My plan turned out to be disastrous. When I arrived in
Oostende I followed the signs for the free parking lots far from the beach and
center of town with free bus services to the center. They were already
completely full around 11:00 A.M. Well, if you can’t get something free, you
sometimes just have to suck it up and pay for it! So I continued into town in
hope of finding some paid parking. Oostende, though, was a gridlocked madhouse
and every parking garage indicated it was full. I drove a significant distance
outside the center in home of finding a place to store my car for a few hours,
but it was hopeless. I gave up and programmed Bruges into the car’s GPS and
went back to town with the plan to take the train for the short ride to
Oostende on Saturday as I had originally planned.
Oostende where first set foot in continental Europe in 1985.
Our family motor coach tour started in London but Oostende was where the ferry
landed on the continent for our three-week whirlwind tour of Europe followed by
about ten days with relatives in Belgium.
We did go to back to Oostende for a day on that trip while
staying with friends and family in my mother’s hometown a little inland. I
recall the wide promenade, the very wide beach, and the chilly North Sea water
my brother and I went in for a short swim. I also remember it being quite a hot
day.
My mother always used to talk about what a big deal it was
to go to the North Sea among Belgians, although I suspect she probably only had
the opportunity to do so a few times in her life before she immigrated in 1955.

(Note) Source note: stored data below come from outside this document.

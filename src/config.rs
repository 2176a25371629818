use anyhow::{Context, Result};
use serde::Deserialize;
use std::fs;
use std::path::{Path, PathBuf};

#[derive(Debug, Clone, Default, Deserialize)]
pub struct Config {
    #[serde(default)]
    pub sampler: SamplerConfig,
    #[serde(default)]
    pub phase: PhaseConfig,
    #[serde(default)]
    pub extractor: ExtractorConfig,
    #[serde(default)]
    pub models: ModelsConfig,
    #[serde(default)]
    pub metrics: MetricsConfig,
    #[serde(default)]
    pub extract: ExtractConfig,
}

/// 一様サンプリングとキーフレームキャプチャ
#[derive(Debug, Deserialize, Clone)]
pub struct SamplerConfig {
    /// 位相検出用サンプル数
    #[serde(default = "default_sample_count")]
    pub sample_count: usize,
    /// モーションエネルギー計算用の縮小幅（px）
    #[serde(default = "default_energy_width")]
    pub energy_width: u32,
    /// ランドマーク推定に渡すフレーム幅（px）
    #[serde(default = "default_pose_width")]
    pub pose_width: u32,
    /// キーフレームJPEGの幅（px）
    #[serde(default = "default_capture_width")]
    pub capture_width: u32,
    /// JPEG品質 (1-100)
    #[serde(default = "default_jpeg_quality")]
    pub jpeg_quality: u8,
}

fn default_sample_count() -> usize { 40 }
fn default_energy_width() -> u32 { 160 }
fn default_pose_width() -> u32 { 640 }
fn default_capture_width() -> u32 { 480 }
fn default_jpeg_quality() -> u8 { 70 }

impl Default for SamplerConfig {
    fn default() -> Self {
        Self {
            sample_count: default_sample_count(),
            energy_width: default_energy_width(),
            pose_width: default_pose_width(),
            capture_width: default_capture_width(),
            jpeg_quality: default_jpeg_quality(),
        }
    }
}

/// 位相検出のフォールバック条件
#[derive(Debug, Deserialize, Clone)]
pub struct PhaseConfig {
    /// これより短い動画は固定比率で位相を決める（秒）
    #[serde(default = "default_min_duration_sec")]
    pub min_duration_sec: f64,
    /// エネルギーのレンジがこれ未満なら信号なしとみなす
    #[serde(default = "default_min_energy_range")]
    pub min_energy_range: f64,
}

fn default_min_duration_sec() -> f64 { 1.0 }
fn default_min_energy_range() -> f64 { 1e-3 }

impl Default for PhaseConfig {
    fn default() -> Self {
        Self {
            min_duration_sec: default_min_duration_sec(),
            min_energy_range: default_min_energy_range(),
        }
    }
}

/// ROI追跡とフォールバックカスケード
#[derive(Debug, Deserialize, Clone)]
pub struct ExtractorConfig {
    /// 推論前の拡大率（小さい被写体向け）
    #[serde(default = "default_upscale")]
    pub upscale: f32,
    /// 「弱い」結果とみなす検出点数の下限
    #[serde(default = "default_min_points")]
    pub min_points: usize,
    /// 連続ミスがこの回数に達したらROIを破棄
    #[serde(default = "default_max_miss_streak")]
    pub max_miss_streak: u32,
    /// パディング倍率
    #[serde(default = "default_pad_multiplier")]
    pub pad_multiplier: f32,
    /// ROI最小幅（肩幅の倍数）
    #[serde(default = "default_min_width_multiplier")]
    pub min_width_multiplier: f32,
    /// ROI最小高さ（肩幅の倍数）
    #[serde(default = "default_min_height_multiplier")]
    pub min_height_multiplier: f32,
}

fn default_upscale() -> f32 { 1.5 }
fn default_min_points() -> usize { 8 }
fn default_max_miss_streak() -> u32 { 2 }
fn default_pad_multiplier() -> f32 { 1.0 }
fn default_min_width_multiplier() -> f32 { 2.8 }
fn default_min_height_multiplier() -> f32 { 3.4 }

impl Default for ExtractorConfig {
    fn default() -> Self {
        Self {
            upscale: default_upscale(),
            min_points: default_min_points(),
            max_miss_streak: default_max_miss_streak(),
            pad_multiplier: default_pad_multiplier(),
            min_width_multiplier: default_min_width_multiplier(),
            min_height_multiplier: default_min_height_multiplier(),
        }
    }
}

/// 1つのランドマークモデル
#[derive(Debug, Deserialize, Clone)]
pub struct ModelSpec {
    /// cache_dir からの相対ファイル名
    pub file: String,
    /// ファイルが無いときのダウンロード元
    #[serde(default)]
    pub url: Option<String>,
    /// 入力サイズ（正方形）
    #[serde(default = "default_input_size")]
    pub input_size: u32,
    /// 姿勢存在スコアの閾値
    #[serde(default = "default_detection_confidence")]
    pub min_detection_confidence: f32,
    /// 関節ごとの可視性閾値
    #[serde(default = "default_landmark_confidence")]
    pub min_landmark_confidence: f32,
}

fn default_input_size() -> u32 { 256 }
fn default_detection_confidence() -> f32 { 0.5 }
fn default_landmark_confidence() -> f32 { 0.5 }

#[derive(Debug, Deserialize, Clone)]
pub struct ModelsConfig {
    /// モデルファイルのキャッシュ先
    #[serde(default = "default_cache_dir")]
    pub cache_dir: PathBuf,
    /// 動画モード（ROI追跡）用
    #[serde(default = "default_primary_model")]
    pub primary: ModelSpec,
    /// 単画像モード用
    #[serde(default = "default_secondary_model")]
    pub secondary: ModelSpec,
    /// 閾値を大きく緩めた最終手段
    #[serde(default = "default_relaxed_model")]
    pub relaxed: ModelSpec,
}

fn default_cache_dir() -> PathBuf { PathBuf::from("models") }

fn default_primary_model() -> ModelSpec {
    ModelSpec {
        file: "pose_landmark_full.onnx".to_string(),
        url: None,
        input_size: default_input_size(),
        min_detection_confidence: 0.5,
        min_landmark_confidence: 0.5,
    }
}

fn default_secondary_model() -> ModelSpec {
    ModelSpec {
        file: "pose_landmark_heavy.onnx".to_string(),
        url: None,
        input_size: default_input_size(),
        min_detection_confidence: 0.3,
        min_landmark_confidence: 0.3,
    }
}

fn default_relaxed_model() -> ModelSpec {
    ModelSpec {
        file: "pose_landmark_heavy.onnx".to_string(),
        url: None,
        input_size: default_input_size(),
        min_detection_confidence: 0.1,
        min_landmark_confidence: 0.1,
    }
}

impl Default for ModelsConfig {
    fn default() -> Self {
        Self {
            cache_dir: default_cache_dir(),
            primary: default_primary_model(),
            secondary: default_secondary_model(),
            relaxed: default_relaxed_model(),
        }
    }
}

/// 生体力学メトリクスの閾値
#[derive(Debug, Deserialize, Clone)]
pub struct MetricsConfig {
    /// 動き出し判定の最小閾値（正規化座標）
    #[serde(default = "default_min_motion_threshold")]
    pub min_motion_threshold: f64,
    /// 肩幅に対する動き出し閾値の比率
    #[serde(default = "default_motion_threshold_scale")]
    pub motion_threshold_scale: f64,
    /// hand_first とみなす比率
    #[serde(default = "default_hand_first_ratio")]
    pub hand_first_ratio: f64,
    /// torso_first とみなす比率
    #[serde(default = "default_torso_first_ratio")]
    pub torso_first_ratio: f64,
    /// 肩回転の基準角（度）
    #[serde(default = "default_rotation_reference_deg")]
    pub rotation_reference_deg: f64,
}

fn default_min_motion_threshold() -> f64 { 0.012 }
fn default_motion_threshold_scale() -> f64 { 0.12 }
fn default_hand_first_ratio() -> f64 { 1.25 }
fn default_torso_first_ratio() -> f64 { 0.85 }
fn default_rotation_reference_deg() -> f64 { 45.0 }

impl Default for MetricsConfig {
    fn default() -> Self {
        Self {
            min_motion_threshold: default_min_motion_threshold(),
            motion_threshold_scale: default_motion_threshold_scale(),
            hand_first_ratio: default_hand_first_ratio(),
            torso_first_ratio: default_torso_first_ratio(),
            rotation_reference_deg: default_rotation_reference_deg(),
        }
    }
}

/// ffmpegによる区間抽出
#[derive(Debug, Deserialize, Clone)]
pub struct ExtractConfig {
    /// ffmpeg 実行ファイル
    #[serde(default = "default_ffmpeg_path")]
    pub ffmpeg_path: String,
    /// プロセスのタイムアウト（秒）
    #[serde(default = "default_timeout_secs")]
    pub timeout_secs: u64,
    #[serde(default = "default_min_fps")]
    pub min_fps: f64,
    #[serde(default = "default_max_fps")]
    pub max_fps: f64,
    /// 1回の抽出で返す最大フレーム数
    #[serde(default = "default_max_frames_cap")]
    pub max_frames_cap: usize,
    /// 抽出フレームの幅（px）
    #[serde(default = "default_pose_width")]
    pub width: u32,
}

fn default_ffmpeg_path() -> String { "ffmpeg".to_string() }
fn default_timeout_secs() -> u64 { 30 }
fn default_min_fps() -> f64 { 5.0 }
fn default_max_fps() -> f64 { 30.0 }
fn default_max_frames_cap() -> usize { 120 }

impl Default for ExtractConfig {
    fn default() -> Self {
        Self {
            ffmpeg_path: default_ffmpeg_path(),
            timeout_secs: default_timeout_secs(),
            min_fps: default_min_fps(),
            max_fps: default_max_fps(),
            max_frames_cap: default_max_frames_cap(),
            width: default_pose_width(),
        }
    }
}

impl Config {
    pub fn load<P: AsRef<Path>>(path: P) -> Result<Self> {
        let path = path.as_ref();
        let content = fs::read_to_string(path)
            .with_context(|| format!("failed to read {}", path.display()))?;
        let config: Config = toml::from_str(&content)
            .with_context(|| format!("failed to parse {}", path.display()))?;
        Ok(config)
    }

    /// 読めなければデフォルト設定
    pub fn load_or_default<P: AsRef<Path>>(path: P) -> Self {
        let path = path.as_ref();
        if !path.exists() {
            return Self::default();
        }
        match Self::load(path) {
            Ok(config) => config,
            Err(e) => {
                tracing::warn!("{:#}; using default config", e);
                Self::default()
            }
        }
    }
}
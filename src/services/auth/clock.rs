//! Time source for key-cache staleness and claim checks.
//!
//! Injected into `KeyCache` / `TokenValidator` so tests can move time
//! without sleeping.
use chrono::{DateTime, Utc};

pub trait Clock: Send + Sync {
    fn now(&self) -> DateTime<Utc>;
}

/// Wall clock.
#[derive(Debug, Clone, Copy, Default)]
pub struct SystemClock;

impl Clock for SystemClock {
    fn now(&self) -> DateTime<Utc> {
        Utc::now()
    }
}

#[cfg(test)]
pub use manual::ManualClock;
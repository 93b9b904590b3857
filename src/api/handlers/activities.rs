/*
 * Responsibility
 * - /activities 系 handler (認証必須: middleware::auth::access を通す)
 * - 呼び出し元の token を repo に渡し、Supabase 側の RLS に任せる
 */
use axum::{Json, extract::State};
use serde_json::Value;

use crate::{
    api::{
        dto::{
            activities::{CreateActivityRequest, TagsResponse},
            auth::MessageResponse,
        },
        extractors::AuthCtxExtractor,
    },
    error::AppError,
    repos::activity_repo::{self, NewAssignment},
    state::AppState,
};

pub async fn create_activity(
    State(state): State<AppState>,
    AuthCtxExtractor(ctx): AuthCtxExtractor,
    Json(req): Json<CreateActivityRequest>,
) -> Result<Json<MessageResponse>, AppError> {
    let (activity_id, filter) = req
        .activity_id()
        .ok_or_else(|| AppError::bad_request("MISSING_ACTIVITY_ID", "Missing activity id"))?;

    if !activity_repo::predefined_exists(&state.supabase, &ctx.token, &filter).await? {
        return Err(AppError::bad_request(
            "INVALID_ACTIVITY_ID",
            "Invalid activity id",
        ));
    }

    let assignment = NewAssignment {
        user_id: ctx.user_id(),
        activity_id,
        notes: req.notes.as_deref(),
        start_time: req.start_time.as_deref(),
        end_time: req.end_time.as_deref(),
    };
    activity_repo::create_assignment(&state.supabase, &ctx.token, &assignment).await?;

    Ok(Json(MessageResponse {
        message: "Activity created successfully",
    }))
}

pub async fn get_history(
    State(state): State<AppState>,
    AuthCtxExtractor(ctx): AuthCtxExtractor,
) -> Result<Json<Vec<Value>>, AppError> {
    let rows = activity_repo::list_assignments(&state.supabase, &ctx.token, ctx.user_id()).await?;
    if rows.is_empty() {
        return Err(AppError::bad_request("NO_ACTIVITIES", "No activities found"));
    }

    Ok(Json(rows))
}

pub async fn get_tags(
    State(state): State<AppState>,
    AuthCtxExtractor(ctx): AuthCtxExtractor,
) -> Result<Json<TagsResponse>, AppError> {
    let rows = activity_repo::list_predefined(&state.supabase, &ctx.token).await?;
    if rows.is_empty() {
        return Err(AppError::bad_request("NO_TAGS", "No tags found"));
    }

    Ok(Json(TagsResponse { data: rows }))
}
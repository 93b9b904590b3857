/*
 * Responsibility
 * - /api 配下の公開ポイント (routes() の re-export など)
 */
pub mod cookies;
pub mod dto;
pub mod extractors;
pub mod handlers;
mod routes;

pub use routes::routes;
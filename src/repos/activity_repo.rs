/*
 * Responsibility
 * - app.pre_defined_activities / app.activities_assignments 向け操作
 * - 行はスキーマに依存しないよう JSON のまま返す
 */
use serde::Serialize;
use serde_json::Value;

use crate::repos::{APP_SCHEMA, error::RepoError};
use crate::services::supabase::{Select, SupabaseClient, SupabaseError};

const PREDEFINED: &str = "pre_defined_activities";
const ASSIGNMENTS: &str = "activities_assignments";

#[derive(Debug, Serialize)]
pub struct NewAssignment<'a> {
    pub user_id: &'a str,
    pub activity_id: &'a Value,
    pub notes: Option<&'a str>,
    pub start_time: Option<&'a str>,
    pub end_time: Option<&'a str>,
}

pub async fn predefined_exists(
    db: &SupabaseClient,
    token: &str,
    activity_id: &str,
) -> Result<bool, RepoError> {
    let rows = db
        .select(
            &Select::new(APP_SCHEMA, PREDEFINED).eq("id", activity_id).limit(1),
            Some(token),
        )
        .await?;

    Ok(!rows.is_empty())
}

pub async fn list_predefined(db: &SupabaseClient, token: &str) -> Result<Vec<Value>, RepoError> {
    let rows = db
        .select(&Select::new(APP_SCHEMA, PREDEFINED), Some(token))
        .await?;

    Ok(rows)
}

pub async fn create_assignment(
    db: &SupabaseClient,
    token: &str,
    assignment: &NewAssignment<'_>,
) -> Result<(), RepoError> {
    let row = serde_json::to_value(assignment)
        .map_err(|e| SupabaseError::Decode(e.to_string()))?;
    db.insert(APP_SCHEMA, ASSIGNMENTS, &row, Some(token)).await?;

    Ok(())
}

pub async fn list_assignments(
    db: &SupabaseClient,
    token: &str,
    user_id: &str,
) -> Result<Vec<Value>, RepoError> {
    let rows = db
        .select(
            &Select::new(APP_SCHEMA, ASSIGNMENTS).eq("user_id", user_id),
            Some(token),
        )
        .await?;

    Ok(rows)
}
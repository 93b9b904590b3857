/*
 * Responsibility
 * - tracing / panic hook 初期化
 * - Config読み込み → 依存生成 (JWKS validator, Supabase client, cookie) → Router 組み立て
 * - Middleware の適用 (security headers / CORS / request id・trace・limit・timeout)
 * - axum::serve() で起動
 */
use std::{panic, process, sync::Arc, time::Duration};

use anyhow::{Context, Result};
use axum::Router;
use tracing_subscriber::{layer::SubscriberExt, util::SubscriberInitExt};

use crate::api::{self, cookies::AuthCookie};
use crate::config::Config;
use crate::middleware;
use crate::services::{auth::build_token_validator, supabase::SupabaseClient};
use crate::state::AppState;

const SUPABASE_TIMEOUT: Duration = Duration::from_secs(30);

fn init_tracing() {
    // RUST_LOG を優先。未設定ならデフォルト
    // 例: RUST_LOG=info,time2log_auth=debug,tower_http=debug cargo run
    let filter = tracing_subscriber::EnvFilter::try_from_default_env()
        .unwrap_or_else(|_| tracing_subscriber::EnvFilter::new("info,tower_http=info"));

    tracing_subscriber::registry()
        .with(filter)
        .with(tracing_subscriber::fmt::layer())
        .init();
}

fn init_panic_hook(abort_on_panic: bool) {
    let default_hook = panic::take_hook();

    panic::set_hook(Box::new(move |info| {
        // stderr が見えない起動方法でも panic を tracing に残す
        tracing::error!(?info, "panic");

        // development: fail fast / production: default hook のみでサーバは継続
        if abort_on_panic {
            process::abort();
        } else {
            default_hook(info);
        }
    }))
}

pub async fn run() -> Result<()> {
    init_tracing();
    let config = Config::from_env().context("loading configuration")?;

    init_panic_hook(!config.app_env.is_production());

    tracing::info!(
        jwks_url = %config.jwks_url,
        "starting API in {:?} mode on {}",
        config.app_env,
        config.addr
    );

    let state = build_state(&config).await?;
    let app = build_router(state, &config);

    let listener = tokio::net::TcpListener::bind(config.addr)
        .await
        .with_context(|| format!("binding {}", config.addr))?;
    axum::serve(listener, app).await?;

    Ok(())
}

async fn build_state(config: &Config) -> Result<AppState> {
    let auth = build_token_validator(config).context("building token validator")?;

    // 起動時に鍵を温めておく。失敗しても最初のリクエストで再取得するので起動は続ける
    if let Err(e) = auth.keys().refresh().await {
        tracing::warn!(error = %e, "initial JWKS fetch failed; will retry on first request");
    }

    let supabase = SupabaseClient::new(
        &config.supabase_url,
        config.supabase_key.clone(),
        SUPABASE_TIMEOUT,
    )
    .context("building supabase client")?;

    let cookie = AuthCookie::new(config.cookie_name.clone(), config.app_env);

    Ok(AppState::new(auth, Arc::new(supabase), cookie))
}

pub(crate) fn build_router(state: AppState, config: &Config) -> Router {
    let router = Router::new()
        .nest("/api", api::routes(state.clone()))
        .with_state(state);

    let router = middleware::security_headers::apply(router, config.app_env);
    let router = middleware::cors::apply(router, config);
    middleware::http::apply(router)
}
//! Test suite.
//!
//! - `test_helpers`: fixed signing keys, in-memory `KeyFetcher`, token minting
//! - `jwks_cache_tests`: TTL, refresh on miss, failure retention, single flight
//! - `validator_tests`: validation pipeline and failure kinds
//! - `http_fetcher_tests`: JWKS endpoint over HTTP (wiremock)
//! - `config_tests`, `cookie_tests`: configuration and cookie handling
//! - `router_tests`: the assembled Router against a mock Supabase (wiremock)

pub mod test_helpers;

mod config_tests;
mod http_fetcher_tests;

Within the decade after the Great Depression and WWII ended, a beach vacation
on the North Sea was probably a display of relative wealth and status (which my
mother’s family did not have). By the 1960s and 1970s that was going to Spain.
By the 1990s it was going to Thailand or anywhere in the world. Nowadays I’m
sure going to the North Sea is about as commonplace a vacation as going to
Myrtle Beach is for people in the Southeast or the Jersey Shore is for people
around New York.
Of all the Belgian beach towns (that can fit into 40 miles
of coastline), Oostende is still the most famous and the only true city by the
sea. I think it’s kind of an equivalent to Blackpool or Brighton for the
British, but it has an enormously wide beach lined by a very wide paved
promenade and lined with a dense wall of six to ten story buildings with a few
skyscrapers sticking out. Behind it is a fairly urban landscape with numerous
crowded pedestrian shopping streets.
It’s not really what Americans would
envision for a beach vacation, but on the other hand the traffic jams and
commercial clutter of Panama City, Ocean City, and Myrtle Beach have their
drawbacks too.
Like any beach spot, Oostende seems like a place to hang out
and have fun with friends and family. As a solo traveler I always feel a little
out of place at the beach, but as I’ll attempt to spell out phonetically in
West Flemish dialect – een betje waldeln an de strand, kijken naar de mensen,
en een betje drenken, altijd en betje drenken!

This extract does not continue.